Attraction. Dragonflies need to eat in order to survive, so they are attracted to food. At the same time, the dragonfly in the swarm flew toward the leading dragonfly X_pb closest to the food X_f. This process can be defined as:

$$\begin{array}{l}{F}_i=\frac{1}{2}\left[\left(X_{pb}-X_i\right)+\left(X_f-X_i\right)\right],\end{array}$$ (7)

Distraction. In order to avoid predation, dragonflies need a distraction to stay away from natural enemies. Similar to the attraction process, X_pw means the position of the dragonfly closest to the enemy X_e is also considered.

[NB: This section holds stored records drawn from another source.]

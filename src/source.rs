//! Table sources: where raw cell grids come from.
//!
//! Locating tables inside a document is done upstream; the pipeline only
//! needs, per 1-based page, the raw grids found there. Two sources ship with
//! the crate:
//!
//! - [`DocumentBundle`]: a JSON/YAML document listing pages and their tables,
//!   as written by an extraction step.
//! - [`CsvGridSource`]: one CSV/TSV file per page, each holding one table.

use std::{fs::File, io::BufReader, path::Path};

use anyhow::{Context, Result, anyhow, bail};
use encoding_rs::Encoding;
use log::debug;
use serde::Deserialize;

use crate::{
    io_utils,
    rectangularize::{RawRow, RawTable},
};

pub trait TableSource {
    /// Human readable origin, used in log messages.
    fn describe(&self) -> String;

    fn page_count(&self) -> usize;

    /// Tables on a 1-based page, in extraction order. Pages outside
    /// `1..=page_count()` yield nothing.
    fn tables(&self, page: usize) -> Vec<RawTable>;
}

fn page_slot<T>(pages: &[T], page: usize) -> Option<&T> {
    page.checked_sub(1).and_then(|idx| pages.get(idx))
}

#[derive(Debug, Deserialize)]
#[serde(untagged)]
enum BundleCell {
    Text(String),
    Integer(i64),
    Float(f64),
    Flag(bool),
}

impl BundleCell {
    fn into_text(self) -> String {
        match self {
            BundleCell::Text(text) => text,
            BundleCell::Integer(i) => i.to_string(),
            BundleCell::Float(f) => f.to_string(),
            BundleCell::Flag(b) => b.to_string(),
        }
    }
}

#[derive(Debug, Default, Deserialize)]
struct BundleTable {
    #[serde(default)]
    title: Option<String>,
    #[serde(default)]
    rows: Vec<Vec<Option<BundleCell>>>,
}

#[derive(Debug, Default, Deserialize)]
struct BundlePage {
    #[serde(default)]
    tables: Vec<BundleTable>,
}

#[derive(Debug, Default, Deserialize)]
struct BundleFile {
    #[serde(default)]
    source: Option<String>,
    #[serde(default)]
    pages: Vec<BundlePage>,
}

/// Pages of extracted tables held in memory.
#[derive(Debug, Clone, Default, PartialEq, Eq, Deserialize)]
#[serde(from = "BundleFile")]
pub struct DocumentBundle {
    pub source: Option<String>,
    pages: Vec<Vec<RawTable>>,
}

impl From<BundleFile> for DocumentBundle {
    fn from(file: BundleFile) -> Self {
        let mut bundle = DocumentBundle::new(file.source);
        for page in file.pages {
            let tables = page
                .tables
                .into_iter()
                .map(|table| {
                    let rows = table
                        .rows
                        .into_iter()
                        .map(|row| {
                            row.into_iter()
                                .map(|cell| cell.map(BundleCell::into_text))
                                .collect::<RawRow>()
                        })
                        .collect();
                    (table.title, rows)
                })
                .collect();
            bundle.push_page(tables);
        }
        bundle
    }
}

impl DocumentBundle {
    pub fn new(source: Option<String>) -> Self {
        Self {
            source,
            pages: Vec::new(),
        }
    }

    /// Appends a page of `(title, rows)` tables and returns its page number.
    pub fn push_page(&mut self, tables: Vec<(Option<String>, Vec<RawRow>)>) -> usize {
        let page = self.pages.len() + 1;
        let tables = tables
            .into_iter()
            .enumerate()
            .map(|(index, (title, rows))| RawTable {
                page,
                index,
                title,
                rows,
            })
            .collect();
        self.pages.push(tables);
        page
    }

    pub fn load(path: &Path) -> Result<Self> {
        let file = File::open(path).with_context(|| format!("Opening table bundle {path:?}"))?;
        let reader = BufReader::new(file);
        let mut bundle: DocumentBundle = if has_extension(path, &["json"]) {
            serde_json::from_reader(reader).context("Parsing table bundle JSON")?
        } else {
            serde_yaml::from_reader(reader).context("Parsing table bundle YAML")?
        };
        if bundle.source.is_none() {
            bundle.source = Some(path.display().to_string());
        }
        debug!(
            "Loaded {} page(s) from bundle {:?}",
            bundle.pages.len(),
            path
        );
        Ok(bundle)
    }
}

impl TableSource for DocumentBundle {
    fn describe(&self) -> String {
        self.source
            .clone()
            .unwrap_or_else(|| "in-memory bundle".to_string())
    }

    fn page_count(&self) -> usize {
        self.pages.len()
    }

    fn tables(&self, page: usize) -> Vec<RawTable> {
        page_slot(&self.pages, page).cloned().unwrap_or_default()
    }
}

/// One table per file; file order defines page numbers.
#[derive(Debug, Clone, Default)]
pub struct CsvGridSource {
    files: Vec<String>,
    grids: Vec<Vec<RawRow>>,
}

impl CsvGridSource {
    pub fn load<P: AsRef<Path>>(
        paths: &[P],
        delimiter: Option<u8>,
        encoding: &'static Encoding,
    ) -> Result<Self> {
        let mut source = CsvGridSource::default();
        for path in paths {
            let path = path.as_ref();
            let delimiter = io_utils::resolve_input_delimiter(path, delimiter);
            let mut reader = io_utils::open_grid_reader_from_path(path, delimiter)?;
            let mut rows = Vec::new();
            for (row_idx, record) in reader.byte_records().enumerate() {
                let record =
                    record.with_context(|| format!("Reading row {} in {path:?}", row_idx + 1))?;
                let decoded = io_utils::decode_grid_record(&record, encoding)
                    .with_context(|| format!("Decoding row {} in {path:?}", row_idx + 1))?;
                rows.push(decoded);
            }
            debug!("Read {} raw row(s) from {:?}", rows.len(), path);
            source.files.push(path.display().to_string());
            source.grids.push(rows);
        }
        Ok(source)
    }
}

impl TableSource for CsvGridSource {
    fn describe(&self) -> String {
        self.files.join(", ")
    }

    fn page_count(&self) -> usize {
        self.grids.len()
    }

    fn tables(&self, page: usize) -> Vec<RawTable> {
        match page_slot(&self.grids, page) {
            Some(rows) if !rows.is_empty() => vec![RawTable {
                page,
                index: 0,
                title: self.files.get(page - 1).cloned(),
                rows: rows.clone(),
            }],
            _ => Vec::new(),
        }
    }
}

fn has_extension(path: &Path, candidates: &[&str]) -> bool {
    path.extension()
        .and_then(|ext| ext.to_str())
        .is_some_and(|ext| candidates.iter().any(|c| ext.eq_ignore_ascii_case(c)))
}

pub fn is_bundle_path(path: &Path) -> bool {
    has_extension(path, &["json", "yaml", "yml"])
}

/// Opens a single bundle file, or treats every path as a CSV grid page.
pub fn load_source<P: AsRef<Path>>(
    paths: &[P],
    delimiter: Option<u8>,
    encoding: &'static Encoding,
) -> Result<Box<dyn TableSource>> {
    let bundles = paths
        .iter()
        .filter(|p| is_bundle_path(p.as_ref()))
        .count();
    match (paths.len(), bundles) {
        (0, _) => Err(anyhow!("At least one input must be provided")),
        (1, 1) => Ok(Box::new(DocumentBundle::load(paths[0].as_ref())?)),
        (_, 0) => Ok(Box::new(CsvGridSource::load(paths, delimiter, encoding)?)),
        _ => bail!("A table bundle must be the only input; found {bundles} bundle(s) among {} input(s)", paths.len()),
    }
}

#[cfg(test)]
mod tests {
    use super::*;
    use encoding_rs::UTF_8;
    use tempfile::tempdir;

    #[test]
    fn bundle_numbers_pages_and_tables() {
        let json = r#"{
            "source": "annual-report",
            "pages": [
                {"tables": []},
                {"tables": [
                    {"title": "Equity", "rows": [["Item", 2024], ["Share capital", "50", null]]},
                    {"rows": [["A"]]}
                ]}
            ]
        }"#;
        let bundle: DocumentBundle = serde_json::from_str(json).expect("parse bundle");
        assert_eq!(bundle.page_count(), 2);
        assert!(bundle.tables(1).is_empty());
        assert!(bundle.tables(3).is_empty());
        assert!(bundle.tables(0).is_empty());

        let tables = bundle.tables(2);
        assert_eq!(tables.len(), 2);
        assert_eq!(tables[0].page, 2);
        assert_eq!(tables[1].index, 1);
        assert_eq!(tables[0].title.as_deref(), Some("Equity"));
        assert_eq!(tables[0].rows[0][1].as_deref(), Some("2024"));
        assert_eq!(tables[0].rows[1][2], None);
    }

    #[test]
    fn yaml_bundle_loads_from_disk() {
        let dir = tempdir().expect("temp dir");
        let path = dir.path().join("tables.yaml");
        std::fs::write(
            &path,
            "pages:\n  - tables:\n      - rows:\n          - [Item, '2024']\n          - [Total, ~]\n",
        )
        .expect("write bundle");
        let bundle = DocumentBundle::load(&path).expect("load bundle");
        assert_eq!(bundle.page_count(), 1);
        assert_eq!(bundle.tables(1)[0].rows[1], vec![Some("Total".to_string()), None]);
        assert!(bundle.describe().ends_with("tables.yaml"));
    }

    #[test]
    fn csv_files_become_pages() {
        let dir = tempdir().expect("temp dir");
        let first = dir.path().join("p1.csv");
        let second = dir.path().join("p2.tsv");
        std::fs::write(&first, "Item,2024\nTotal,200\n").expect("write csv");
        std::fs::write(&second, "").expect("write tsv");
        let source = CsvGridSource::load(&[&first, &second], None, UTF_8).expect("load grids");
        assert_eq!(source.page_count(), 2);
        assert_eq!(source.tables(1)[0].rows.len(), 2);
        assert!(source.tables(2).is_empty());
    }

    #[test]
    fn load_source_rejects_mixed_inputs() {
        let paths = [Path::new("a.json"), Path::new("b.csv")];
        assert!(load_source(&paths, None, UTF_8).is_err());
        let empty: [&Path; 0] = [];
        assert!(load_source(&empty, None, UTF_8).is_err());
    }
}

Distraction can be expressed mathematically as:

$$\begin{array}{l}{E}_i=\frac{1}{2}\left[\left(X_{pw}+X_i\right)+\left(X_f-X_e\right)\right],\end{array}$$ (8)

We use the iterative algorithm defined in Equation 9 to update the coordinate vector of the dragonfly to guide the dragonfly to find the food, and ΔX_i represents the stepping direction.

$$\begin{array}{l}{X}_i^d\left(t+1\right)=\{\begin{array}{c}1-X_i^d\left(t\right),rand<TF\left(X_i^d\left(t+1\right)\right)\\ X_i^d\left(t\right),rand\ge TF\left(X_i^d\left(t+1\right)\right)\end{array}\\ X_i^d\left(t+1\right)={\alpha }_1{S}_i+{\alpha }_2{V}_i+{\alpha }_3{C}_i+{\alpha }_4{F}_i+{\alpha }_5{E}_i,\\ TF\left(\text{Δ}X\right)=\frac{\left|\text{Δ}X\right|}{\sqrt{\text{Δ}{X}^2+1}},\end{array}$$ (9)

where $X_i^d$ represents the d-th position of the i-th dragonfly, rand is a random number uniformly distributed in the interval [0, 1]. α_i, i = 1, 2, 3, 4, 5 are the weights of five behaviors, which are set as 0.2 as default.

SVM-based feature selection method

In order to select key features from given data sets, a novel SVM-based selector is designed in this section, and its brief flowchart is given in Figure 3. The most important thing is to define “good” as the selected combination of features. A set of “good” features needs to have the following three characteristics. First, it can minimize the error of the model on the validation set. Second, the model obtained from this set of features has better robustness to the data set, that is, it is not easy to be attacked by individual outlier samples. Finally, choose as few metrics as possible. Combining the above requirements, we define the following objective function:

Figure 3.

The flowchart of proposed SVM based feature selector.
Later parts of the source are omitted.